题型:阅读理解 题类:常考题 难易度:普通
人教版(新课程标准)高中英语必修2 Unit 2同步练习三
Los Angeles Could Be One Of The Few Cities The Olympics Can't Ruin
In just the past several years, six cities—Boston; Rome; Stockholm; Hamburg, Germany; Krakow, Poland; and Oslo, Norway—have decisively rejected the idea of hosting the Olympics.
The games' high costs, damaging effects on poor communities in the places that have recently hosted them have turned cities, against them—fostering the belief that "nobody wants to host the Olympic Games anymore."

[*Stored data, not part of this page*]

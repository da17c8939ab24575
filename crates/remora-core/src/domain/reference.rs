//! Reference - {type, id} だけを運ぶ軽量な代理
//!
//! 引数として渡すときはオブジェクトグラフ全体の代わりに、
//! revive 時には共有・循環参照の表現として使います。
//! Reference は参照先を所有しません（解決結果は Weak で保持）。

use std::fmt;

use serde_json::{json, Number};

use super::object::{RemoteObject, WeakObject};
use super::value::Value;
use crate::protocol::{CLASS_TAG, REFERENCE_CLASS};

/// (型, id) の組。revive 時のオブジェクト索引キー
#[derive(Debug, Clone, PartialEq, Eq, Hash, PartialOrd, Ord)]
pub struct ObjectKey {
    pub class: String,
    pub id: String,
}

impl ObjectKey {
    pub fn new(class: impl Into<String>, id: impl Into<String>) -> Self {
        Self {
            class: class.into(),
            id: id.into(),
        }
    }
}

impl fmt::Display for ObjectKey {
    fn fmt(&self, f: &mut fmt::Formatter<'_>) -> fmt::Result {
        write!(f, "{}#{}", self.class, self.id)
    }
}

/// Reference が運ぶ id。数値か文字列のみ
#[derive(Debug, Clone, PartialEq, Eq)]
pub enum ObjectId {
    Number(Number),
    Text(String),
}

impl ObjectId {
    /// 数値・文字列以外は id として扱わない
    pub fn from_value(value: &Value) -> Option<Self> {
        match value {
            Value::Number(n) => Some(ObjectId::Number(n.clone())),
            Value::String(s) => Some(ObjectId::Text(s.clone())),
            _ => None,
        }
    }

    pub fn from_wire(value: &serde_json::Value) -> Option<Self> {
        match value {
            serde_json::Value::Number(n) => Some(ObjectId::Number(n.clone())),
            serde_json::Value::String(s) => Some(ObjectId::Text(s.clone())),
            _ => None,
        }
    }

    pub fn to_value(&self) -> Value {
        match self {
            ObjectId::Number(n) => Value::Number(n.clone()),
            ObjectId::Text(s) => Value::String(s.clone()),
        }
    }

    pub fn to_wire(&self) -> serde_json::Value {
        match self {
            ObjectId::Number(n) => serde_json::Value::Number(n.clone()),
            ObjectId::Text(s) => serde_json::Value::String(s.clone()),
        }
    }
}

impl fmt::Display for ObjectId {
    fn fmt(&self, f: &mut fmt::Formatter<'_>) -> fmt::Result {
        match self {
            ObjectId::Number(n) => n.fmt(f),
            ObjectId::Text(s) => f.write_str(s),
        }
    }
}

#[derive(Clone)]
pub struct Reference {
    class: String,
    id: Option<ObjectId>,
    target: Option<WeakObject>,
}

impl Reference {
    /// id が数値・文字列でなければ未保存扱い（key を持たない）
    pub fn new(class: impl Into<String>, id: impl Into<Value>) -> Self {
        Self {
            class: class.into(),
            id: ObjectId::from_value(&id.into()),
            target: None,
        }
    }

    pub fn class(&self) -> &str {
        &self.class
    }

    pub fn id(&self) -> Option<&ObjectId> {
        self.id.as_ref()
    }

    pub fn key(&self) -> Option<ObjectKey> {
        self.id
            .as_ref()
            .map(|id| ObjectKey::new(self.class.clone(), id.to_string()))
    }

    /// 同じレスポンス内で revive されたオブジェクトに結び付けた Reference を返す
    pub(crate) fn resolved_to(&self, object: &RemoteObject) -> Self {
        Self {
            class: self.class.clone(),
            id: self.id.clone(),
            target: Some(object.downgrade()),
        }
    }

    /// 参照先。未解決、または参照先がすでに破棄されていれば None
    pub fn get(&self) -> Option<RemoteObject> {
        self.target.as_ref().and_then(WeakObject::upgrade)
    }

    pub fn is_resolved(&self) -> bool {
        self.get().is_some()
    }

    /// `{"@class": Reference, "stub": {"@class": 型, "id": id}}`
    pub fn to_wire(&self) -> serde_json::Value {
        let id = self.id.as_ref().map_or(serde_json::Value::Null, ObjectId::to_wire);
        json!({
            CLASS_TAG: REFERENCE_CLASS,
            "stub": { CLASS_TAG: self.class, "id": id },
        })
    }

    /// `to_wire` の逆。stub が無い、または型タグが無ければ None
    pub fn from_wire(map: &serde_json::Map<String, serde_json::Value>) -> Option<Self> {
        let stub = map.get("stub")?.as_object()?;
        let class = stub.get(CLASS_TAG)?.as_str()?;
        Some(Self {
            class: class.to_string(),
            id: stub.get("id").and_then(ObjectId::from_wire),
            target: None,
        })
    }
}

impl fmt::Debug for Reference {
    fn fmt(&self, f: &mut fmt::Formatter<'_>) -> fmt::Result {
        f.debug_struct("Reference")
            .field("class", &self.class)
            .field("id", &self.id)
            .field("resolved", &self.is_resolved())
            .finish()
    }
}

#[cfg(test)]
mod tests {
    use super::*;

    #[test]
    fn wire_shape_wraps_stub() {
        let r = Reference::new("com.example.bank.Branch", 7);
        let wire = r.to_wire();
        assert_eq!(wire["@class"], REFERENCE_CLASS);
        assert_eq!(wire["stub"]["@class"], "com.example.bank.Branch");
        assert_eq!(wire["stub"]["id"], 7);
    }

    #[test]
    fn from_wire_reads_stub() {
        let wire = json!({"@class": REFERENCE_CLASS, "stub": {"@class": "a.B", "id": "x1"}});
        let r = Reference::from_wire(wire.as_object().unwrap()).unwrap();
        assert_eq!(r.class(), "a.B");
        assert_eq!(r.key(), Some(ObjectKey::new("a.B", "x1")));
        assert!(!r.is_resolved());
    }

    #[test]
    fn from_wire_without_stub_is_none() {
        let wire = json!({"@class": REFERENCE_CLASS});
        assert!(Reference::from_wire(wire.as_object().unwrap()).is_none());
    }

    #[test]
    fn null_id_has_no_key() {
        assert_eq!(Reference::new("a.B", Value::Null).key(), None);
    }

    #[test]
    fn only_scalar_ids_are_kept() {
        let numeric = Reference::new("a.B", 7);
        assert_eq!(numeric.id(), Some(&ObjectId::Number(7.into())));
        assert_eq!(numeric.id().map(ObjectId::to_value), Some(Value::from(7)));
        assert_eq!(Reference::new("a.B", "k-1").key(), Some(ObjectKey::new("a.B", "k-1")));
        // 入れ子の値は id にならない
        assert_eq!(Reference::new("a.B", Value::list(vec![Value::from(1)])).id(), None);
        assert_eq!(ObjectId::from_wire(&json!({"id": 1})), None);
    }
}
//! Types - 型メタデータと値の変換
//!
//! # 主要コンポーネント
//! - **TypeRegistry**: サーバ公開型・メソッドのメタデータ（ドット区切りの名前空間）
//! - **ValueCodec**: 宣言型に従ったエンコードと、2 フェーズの revive
//! - **iso8601**: ワイヤ上の日付表現

pub mod codec;
pub mod iso8601;
pub mod registry;

// 主要な型を再エクスポート
pub use self::codec::ValueCodec;
pub use self::registry::{Bindings, Entry, TypeRegistry};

But Los Angeles is different. And on Wednesday, the Los Angeles City Council made final decision to try to get the chance to host the 2024 Olympics, taking the step Boston and many others never did. In LA, organizers promise they can hold an Olympics that stays within its $5.3 billion budget Organizers in every possible host city make the same promise. But when it comes to LA, where residents greatly support the plan, even people who doubt the Olympics believe that success in hosting the Olympics without any loss might be possible. "It's basically sound," said Smith College economist Andrew Zimbalist, who wrote the book on the financial risks the Olympics bring to cities and their taxpayers. "I think they'll be able to do it without any financial downside, although there is always some risk attached."

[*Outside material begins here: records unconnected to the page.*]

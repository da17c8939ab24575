//! ISO-8601 dates on the wire.
//!
//! Output is always UTC with a fixed `+0000` offset. Input must match
//! `YYYY-MM-DDTHH:MM:SS.sss` followed by `Z` or `±HHMM`.

use std::sync::LazyLock;

use chrono::{DateTime, NaiveDate, TimeDelta, Utc};
use regex::Regex;

static WIRE_DATE: LazyLock<Regex> = LazyLock::new(|| {
    Regex::new(r"^(\d{4})-(\d{2})-(\d{2})T(\d{2}):(\d{2}):(\d{2})\.(\d{3})(?:(Z)|([+-])(\d{2})(\d{2}))$")
        .expect("wire date regex must compile")
});

pub fn is_wire_date(s: &str) -> bool {
    WIRE_DATE.is_match(s)
}

/// Field-by-field UTC parse, then the explicit offset is subtracted.
pub fn parse(s: &str) -> Option<DateTime<Utc>> {
    let caps = WIRE_DATE.captures(s)?;
    let field = |i: usize| caps.get(i).and_then(|m| m.as_str().parse::<u32>().ok());

    let year = caps.get(1)?.as_str().parse::<i32>().ok()?;
    let naive = NaiveDate::from_ymd_opt(year, field(2)?, field(3)?)?
        .and_hms_milli_opt(field(4)?, field(5)?, field(6)?, field(7)?)?;
    let utc = naive.and_utc();

    if caps.get(8).is_some() {
        return Some(utc);
    }
    let sign = if caps.get(9)?.as_str() == "-" { -1 } else { 1 };
    let offset_minutes = i64::from(field(10)?) * 60 + i64::from(field(11)?);
    utc.checked_sub_signed(TimeDelta::minutes(sign * offset_minutes))
}

pub fn format(date: &DateTime<Utc>) -> String {
    date.format("%Y-%m-%dT%H:%M:%S%.3f+0000").to_string()
}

There's another reason to believe LA could succeed: It's done it before. It last hosted the Olympics in 1984, when the Olympic turned a small profit. No host since has replicated that feat.

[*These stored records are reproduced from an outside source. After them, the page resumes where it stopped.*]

//! TypeRegistry - サーバ公開型のメタデータ管理
//!
//! # 名前空間
//! - ドット区切りの各セグメントが 1 階層になる（`com.example.bank.Branch`）
//! - インスタンスメソッドは `<型>.prototype.<メソッド>`、
//!   static メソッドは `<型>.<メソッド>` に登録される
//! - 中間の名前空間は登録時に必要に応じて作られる
//!
//! # 上書きポリシー
//! 同じパスへの再登録は後勝ち。バインディングは何度でも追加ロードできます。

use std::collections::{BTreeMap, HashSet};
use std::rc::Rc;

use serde::{Deserialize, Serialize};
use tracing::debug;

use crate::domain::{ClientError, MethodDescriptor, TypeDescriptor};

/// 名前空間の葉に置かれるもの
#[derive(Debug, Clone)]
pub enum Entry {
    Type(Rc<TypeDescriptor>),
    Method(Rc<MethodDescriptor>),
}

#[derive(Debug, Default)]
struct Namespace {
    entry: Option<Entry>,
    children: BTreeMap<String, Namespace>,
}

/// 生成済みバインディング（JSON）のトップレベル
#[derive(Debug, Clone, Default, Serialize, Deserialize)]
pub struct Bindings {
    #[serde(default)]
    pub types: Vec<TypeDescriptor>,
}

/// TypeRegistry は型・メソッドのメタデータを階層的に保持
///
/// # 使用例
/// ```ignore
/// let mut registry = TypeRegistry::new();
/// registry.register_type(TypeDescriptor::new("com.example.bank.Branch"));
/// assert!(registry.is_remote_type("com.example.bank.Branch"));
/// ```
#[derive(Debug, Default)]
pub struct TypeRegistry {
    root: Namespace,
}

const PROTOTYPE: &str = "prototype";

impl TypeRegistry {
    pub fn new() -> Self {
        Self::default()
    }

    /// `qualified_name` に entry を置く（既存なら上書き）
    pub fn register(&mut self, qualified_name: &str, entry: Entry) {
        let mut current = &mut self.root;
        for segment in qualified_name.split('.') {
            current = current.children.entry(segment.to_string()).or_default();
        }
        if current.entry.replace(entry).is_some() {
            debug!(name = qualified_name, "replaced existing registration");
        }
    }

    /// 未登録なら None（panic しない）
    pub fn resolve(&self, qualified_name: &str) -> Option<&Entry> {
        let mut current = &self.root;
        for segment in qualified_name.split('.') {
            current = current.children.get(segment)?;
        }
        current.entry.as_ref()
    }

    /// 型とそのメソッドをまとめて登録
    pub fn register_type(&mut self, descriptor: TypeDescriptor) {
        debug!(name = %descriptor.name, methods = descriptor.methods.len(), "registering type");
        let name = descriptor.name.clone();
        for method in &descriptor.methods {
            let path = if method.is_static {
                format!("{name}.{}", method.name)
            } else {
                format!("{name}.{PROTOTYPE}.{}", method.name)
            };
            self.register(&path, Entry::Method(Rc::new(method.clone())));
        }
        self.register(&name, Entry::Type(Rc::new(descriptor)));
    }

    /// JSON バインディングを読み込み、登録した型の数を返す
    pub fn load_bindings(&mut self, json: &str) -> Result<usize, ClientError> {
        let bindings: Bindings = serde_json::from_str(json).map_err(ClientError::Bindings)?;
        let count = bindings.types.len();
        for descriptor in bindings.types {
            self.register_type(descriptor);
        }
        Ok(count)
    }

    pub fn type_descriptor(&self, name: &str) -> Option<Rc<TypeDescriptor>> {
        match self.resolve(name)? {
            Entry::Type(t) => Some(t.clone()),
            Entry::Method(_) => None,
        }
    }

    pub fn is_remote_type(&self, name: &str) -> bool {
        self.type_descriptor(name).is_some()
    }

    /// メソッドを解決。見つからなければ親型をたどる
    pub fn resolve_method(
        &self,
        class: &str,
        method: &str,
        is_static: bool,
    ) -> Option<Rc<MethodDescriptor>> {
        self.lineage(class).into_iter().find_map(|name| {
            let path = if is_static {
                format!("{name}.{method}")
            } else {
                format!("{name}.{PROTOTYPE}.{method}")
            };
            match self.resolve(&path)? {
                Entry::Method(m) => Some(m.clone()),
                Entry::Type(_) => None,
            }
        })
    }

    /// プロパティの宣言型。見つからなければ親型をたどる
    pub fn property_type(&self, class: &str, property: &str) -> Option<String> {
        self.lineage(class).into_iter().find_map(|name| {
            self.type_descriptor(&name)
                .and_then(|d| d.property_types.get(property).cloned())
        })
    }

    /// 登録済みの型名（ソート済み）
    pub fn registered_types(&self) -> Vec<String> {
        let mut out = Vec::new();
        collect_types(&self.root, &mut Vec::new(), &mut out);
        out.sort();
        out
    }

    /// class 自身と、その親をたどった型名の列（循環は打ち切る）
    fn lineage(&self, class: &str) -> Vec<String> {
        let mut seen = HashSet::new();
        let mut chain = Vec::new();
        let mut next = Some(class.to_string());
        while let Some(name) = next.take() {
            if !seen.insert(name.clone()) {
                break;
            }
            next = self.type_descriptor(&name).and_then(|d| d.parent.clone());
            chain.push(name);
        }
        chain
    }
}

fn collect_types<'a>(ns: &'a Namespace, path: &mut Vec<&'a str>, out: &mut Vec<String>) {
    if let Some(Entry::Type(_)) = ns.entry {
        out.push(path.join("."));
    }
    for (segment, child) in &ns.children {
        path.push(segment);
        collect_types(child, path, out);
        path.pop();
    }
}

#[cfg(test)]
mod tests {
    use super::*;
    use crate::domain::ParameterDescriptor;

    fn branch() -> TypeDescriptor {
        TypeDescriptor::new("com.example.bank.Branch")
            .with_property("name", "java.lang.String")
            .with_method(MethodDescriptor::instance("getAccounts"))
            .with_method(MethodDescriptor::static_method("findAll"))
    }

    #[test]
    fn register_and_resolve() {
        let mut registry = TypeRegistry::new();
        registry.register_type(branch());

        assert!(registry.is_remote_type("com.example.bank.Branch"));
        assert!(registry.resolve_method("com.example.bank.Branch", "getAccounts", false).is_some());
        assert!(registry.resolve_method("com.example.bank.Branch", "findAll", true).is_some());
        assert!(registry.resolve_method("com.example.bank.Branch", "findAll", false).is_none());
    }

    #[test]
    fn namespaces_are_not_types() {
        let mut registry = TypeRegistry::new();
        registry.register_type(branch());
        assert!(registry.resolve("com.example").is_none());
        assert!(!registry.is_remote_type("com.example.bank"));
        assert!(registry.resolve("com.example.nothing.Here").is_none());
    }

    #[test]
    fn last_registration_wins() {
        let mut registry = TypeRegistry::new();
        registry.register_type(branch());
        registry.register_type(
            TypeDescriptor::new("com.example.bank.Branch").with_property("name", "java.lang.Long"),
        );
        assert_eq!(
            registry.property_type("com.example.bank.Branch", "name").as_deref(),
            Some("java.lang.Long")
        );
    }

    #[test]
    fn methods_and_properties_are_inherited() {
        let mut registry = TypeRegistry::new();
        registry.register_type(
            TypeDescriptor::new("com.example.Entity")
                .with_property("id", "java.lang.Long")
                .with_method(
                    MethodDescriptor::instance("save")
                        .with_param(ParameterDescriptor::new("flush", "boolean")),
                ),
        );
        registry.register_type(TypeDescriptor::new("com.example.Person").with_parent("com.example.Entity"));

        assert!(registry.resolve_method("com.example.Person", "save", false).is_some());
        assert_eq!(
            registry.property_type("com.example.Person", "id").as_deref(),
            Some("java.lang.Long")
        );
    }

    #[test]
    fn parent_cycles_terminate() {
        let mut registry = TypeRegistry::new();
        registry.register_type(TypeDescriptor::new("a.A").with_parent("a.B"));
        registry.register_type(TypeDescriptor::new("a.B").with_parent("a.A"));
        assert!(registry.resolve_method("a.A", "missing", false).is_none());
    }

    #[test]
    fn registered_types_lists_types_only() {
        let mut registry = TypeRegistry::new();
        registry.register_type(branch());
        registry.register_type(TypeDescriptor::new("com.example.bank.Account"));
        assert_eq!(
            registry.registered_types(),
            vec!["com.example.bank.Account".to_string(), "com.example.bank.Branch".to_string()]
        );
    }

    #[test]
    fn load_bindings_rejects_bad_json() {
        let mut registry = TypeRegistry::new();
        assert!(matches!(registry.load_bindings("{"), Err(ClientError::Bindings(_))));
        assert_eq!(registry.load_bindings(r#"{"types": [{"name": "x.Y"}]}"#).unwrap(), 1);
        assert!(registry.is_remote_type("x.Y"));
    }
}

The Los Angeles Coliseum, which was used for the 1932 and 1984 Olympics, will again serve as the place of the games, along with a new NFL stadium set to open in Inglewood in 2019. There's no need for a new Olympic village, thanks to dorms at UCLA. When LA announced its final three stadiums this month, chairman Casey Wasserman said proudly that a Los Angeles Olympics won't require any new construction—instead, it will rely entirely on already planned or temporary (临时的) places.